In my Jetspeed setup, I noticed that a hotspot for execution is the
URLEncoder.encode() calls
in renderPathInfo and renderQueryString methods of DynamicURI(under Sun jdk1.3).
They allocate a lot of memory internally to encode every portion of the
pathInfo, and every value of the query string.
Each call to URLEncoder.encode() allocates a StringBuffer() AND a
ByteArrayOutputStream(10), plus a String
with the final result is allocated at the end of the method.
As we call encode(str) inside a loop for each query string value and path info
componet,
they allocate a lot of objects.
It is difficult to handle this without reimplementing and serializing access to the
encoder,
but it could be worth..., possibly implementing a encoder internal to DynamicURI.
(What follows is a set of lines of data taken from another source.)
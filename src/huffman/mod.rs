//! Huffman coding: frequency counting, tree construction, code derivation,
//! and the tree-header serialization.

pub mod code_table;
pub mod frequency;
pub mod header;
pub mod symbol;
pub mod tree;

// Re-export commonly used types
pub use code_table::{Code, CodeTable};
pub use frequency::FrequencyTable;
pub use symbol::Symbol;
pub use tree::{build_tree, HuffNode};
//! Bit-oriented reader and writer over any `Read`/`Write` stream.

pub mod bit_reader;
pub mod bit_writer;

// Re-export commonly used types
pub use bit_reader::BitReader;
pub use bit_writer::BitWriter;
//! General-purpose utility modules.

pub mod error;

// Re-export commonly used items
pub use error::{HuffError, Result};
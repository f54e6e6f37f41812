// src/huffman/symbol.rs

//! The coded alphabet: every raw byte value plus one end-of-stream marker.
//!
//! The marker is a distinct variant rather than a bare `256` so that no raw
//! byte can ever collide with it, and so the header field width stays tied
//! to `Symbol::COUNT` in one place.

use crate::utils::error::{HuffError, Result};

/// Number of bits in a raw input word.
pub const BITS_PER_BYTE: u8 = 8;

/// Width of a serialized symbol index in the tree header. One bit wider
/// than a raw byte so the end-of-stream index fits.
pub const SYMBOL_BITS: u8 = BITS_PER_BYTE + 1;

/// One value of the coded alphabet.
#[derive(Debug, Clone, Copy, PartialEq, Eq)]
pub enum Symbol {
    /// A raw input byte.
    Byte(u8),
    /// The logical end of the payload. Never observed in input; injected
    /// with count 1 by the frequency pass and written exactly once as the
    /// payload terminator.
    EndOfStream,
}

impl Symbol {
    /// Size of the alphabet: 256 byte values plus the end marker.
    pub const COUNT: usize = 257;

    /// Dense index in `0..Symbol::COUNT`; the end marker sits past the
    /// byte range.
    pub fn index(self) -> usize {
        match self {
            Symbol::Byte(b) => b as usize,
            Symbol::EndOfStream => Self::COUNT - 1,
        }
    }

    /// Reconstructs a symbol from a header index field.
    pub fn from_index(index: u16) -> Result<Self> {
        match index {
            0..=255 => Ok(Symbol::Byte(index as u8)),
            256 => Ok(Symbol::EndOfStream),
            _ => Err(HuffError::InvalidSymbol(index)),
        }
    }
}

#[cfg(test)]
mod tests {
    use super::*;

    #[test]
    fn index_round_trips_whole_alphabet() {
        for i in 0..Symbol::COUNT as u16 {
            let symbol = Symbol::from_index(i).unwrap();
            assert_eq!(symbol.index(), i as usize);
        }
        assert_eq!(Symbol::EndOfStream.index(), 256);
    }

    #[test]
    fn rejects_indices_past_the_marker() {
        assert!(matches!(
            Symbol::from_index(257),
            Err(HuffError::InvalidSymbol(257))
        ));
        // Largest value a 9-bit field can carry.
        assert!(Symbol::from_index(511).is_err());
    }
}
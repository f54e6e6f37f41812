// src/utils/error.rs

use thiserror::Error;

/// The primary error type for all operations in the huffpack library.
///
/// Every variant is fatal for the run that raised it: the archive format
/// carries no length fields or checksums, so partial output is never valid.
#[derive(Error, Debug)]
pub enum HuffError {
    /// An error occurred during I/O on the underlying reader or writer.
    #[error("I/O error: {0}")]
    Io(#[from] std::io::Error),

    /// The stream does not begin with the expected magic number.
    #[error("bad magic number: expected {expected:#010x}, found {found:#010x}")]
    BadMagic { expected: u32, found: u32 },

    /// The stream ended while the tree header was still being parsed.
    #[error("compressed stream ended inside the tree header")]
    TruncatedHeader,

    /// The stream ended before the end-of-stream code was reached.
    #[error("compressed stream ended before the end-of-stream code")]
    TruncatedPayload,

    /// A leaf in the tree header carries a symbol index outside `0..=256`.
    #[error("tree header contains out-of-range symbol index {0}")]
    InvalidSymbol(u16),

    /// The tree header nests deeper than any tree over a 257-symbol
    /// alphabet can.
    #[error("tree header nesting exceeds the alphabet bound")]
    MalformedHeader,

    /// A symbol has no entry in the code table. The frequency and tree
    /// builders guarantee every counted symbol a leaf; seeing this means an
    /// internal invariant was broken.
    #[error("no code for symbol index {0}")]
    MissingCode(u16),

    /// A code path grew past the supported 128-bit length.
    #[error("code length exceeds the supported maximum")]
    CodeTooLong,
}

/// A specialized `Result` type for huffpack operations.
pub type Result<T> = std::result::Result<T, HuffError>;
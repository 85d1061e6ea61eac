use std::path::PathBuf;
use std::sync::Arc;

use anyhow::{bail, Context};
use tracing::info;

use city_asset_mapper::{
    init_tracing, AppConfig, MapProfile, MapperPipeline, ProgressObserver, ResolveProgress,
    RunOutcome,
};

#[tokio::main]
async fn main() -> anyhow::Result<()> {
    init_tracing();

    let mut args = std::env::args().skip(1);
    let input = match args.next() {
        Some(path) => PathBuf::from(path),
        None => bail!("usage: city-asset-mapper <input-file> [standard|india]"),
    };
    let profile = match args.next() {
        Some(name) => MapProfile::parse(&name)?,
        None => MapProfile::standard(),
    };

    let config = AppConfig::from_env();
    let pipeline = MapperPipeline::new(&config, profile)?;

    let observer: ProgressObserver = Arc::new(|progress: ResolveProgress| {
        if progress.processed % 10 == 0 || progress.processed == progress.total_rows {
            info!(
                processed = progress.processed,
                total = progress.total_rows,
                resolved = progress.resolved,
                "geocoding"
            );
        }
    });

    let run = pipeline
        .run_file(&input, Some(observer))
        .await
        .with_context(|| format!("failed to process {}", input.display()))?;

    if let RunOutcome::Mapped(view) = run.outcome {
        println!("{}", serde_json::to_string_pretty(&view)?);
    }
    Ok(())
}
mod config;
mod errors;
mod geocode;
mod ingestion;
mod map;
mod pipeline;

use once_cell::sync::OnceCell;
use tracing_subscriber::{layer::SubscriberExt, util::SubscriberInitExt, EnvFilter};

pub use config::AppConfig;
pub use errors::{AppError, AppResult};
pub use geocode::{
    build_query, CityResolver, Coordinates, Geocoder, NominatimClient, ProgressObserver,
    RateLimiter, ResolveProgress, ResolveStats, ResolvedRow,
};
pub use ingestion::{parse_rows, read_rows, AssetRow};
pub use map::{
    build_markers, build_view, scale_radius, MapBounds, MapProfile, MapView, Marker, RadiusRange,
};
pub use pipeline::{
    MapperPipeline, PipelineRun, RunOutcome, RunReport, GEOCODING_NOTICE, NO_LOCATIONS_WARNING,
};

pub fn init_tracing() {
    static INIT: OnceCell<()> = OnceCell::new();
    let _ = INIT.get_or_init(|| {
        let filter = EnvFilter::try_from_default_env()
            .unwrap_or_else(|_| EnvFilter::new("info,city_asset_mapper=debug"));
        tracing_subscriber::registry()
            .with(filter)
            .with(tracing_subscriber::fmt::layer().with_writer(std::io::stderr))
            .init();
    });
}
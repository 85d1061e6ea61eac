use std::fs::File;
use std::io::Read;
use std::path::Path;

use serde::{Deserialize, Serialize};

use crate::errors::{AppError, AppResult};

const REQUIRED_COLUMNS: [&str; 3] = ["state", "city", "count"];

/// One input row after header normalization. Cell values are preserved
/// as-is; only column labels are canonicalized.
#[derive(Debug, Clone, Serialize, Deserialize)]
pub struct AssetRow {
    pub state: String,
    pub city: String,
    pub count: f64,
}

pub fn read_rows(path: &Path) -> AppResult<Vec<AssetRow>> {
    let file = File::open(path)?;
    parse_rows(file)
}

/// Parse a single-sheet tabular input. Fails with a schema error when any
/// of the required columns is absent (case-insensitively) or a count cell
/// is not a non-negative number; no rows are processed on failure.
pub fn parse_rows<R: Read>(input: R) -> AppResult<Vec<AssetRow>> {
    let mut reader = csv::ReaderBuilder::new()
        .trim(csv::Trim::Headers)
        .from_reader(input);

    let headers = reader
        .headers()
        .map_err(|err| AppError::Schema(format!("unreadable header row: {err}")))?;
    let normalized: Vec<String> = headers.iter().map(|label| label.to_lowercase()).collect();
    let columns = locate_columns(&normalized)?;

    let mut rows = Vec::new();
    for (index, record) in reader.records().enumerate() {
        let record = record?;
        rows.push(extract_row(&record, &columns, index)?);
    }
    Ok(rows)
}

struct ColumnIndexes {
    state: usize,
    city: usize,
    count: usize,
}

fn locate_columns(normalized: &[String]) -> AppResult<ColumnIndexes> {
    let find = |name: &str| normalized.iter().position(|label| label.as_str() == name);

    let missing: Vec<&str> = REQUIRED_COLUMNS
        .iter()
        .copied()
        .filter(|name| find(name).is_none())
        .collect();
    if !missing.is_empty() {
        return Err(AppError::Schema(format!(
            "input file must have columns: state, city, count (missing: {})",
            missing.join(", ")
        )));
    }

    Ok(ColumnIndexes {
        state: find("state").unwrap_or_default(),
        city: find("city").unwrap_or_default(),
        count: find("count").unwrap_or_default(),
    })
}

fn extract_row(
    record: &csv::StringRecord,
    columns: &ColumnIndexes,
    index: usize,
) -> AppResult<AssetRow> {
    let cell = |position: usize| record.get(position).unwrap_or_default().to_string();

    let raw_count = cell(columns.count);
    let count: f64 = raw_count.trim().parse().map_err(|_| {
        AppError::Schema(format!("row {}: count '{raw_count}' is not numeric", index + 1))
    })?;
    if !count.is_finite() || count < 0.0 {
        return Err(AppError::Schema(format!(
            "row {}: count '{raw_count}' must be non-negative",
            index + 1
        )));
    }

    Ok(AssetRow {
        state: cell(columns.state),
        city: cell(columns.city),
        count,
    })
}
I have not done anything about it as it looks tricky and will made code less clean.
>>> 2- It could give an efficience boost if we could change the way it is
>>> used. Instead of returning it as a String, we could have something like
>>> dynuri.write( data.getWriter() ); , writing it straight into the
>>> response. This would save some StringBuffer and String instantiations
>>> ---> less garbage ---> better memory efficience again.
>>
If this was done, it would benefit a lot of a internal encoder that
would encode urls to the writer/outputstream on the fly.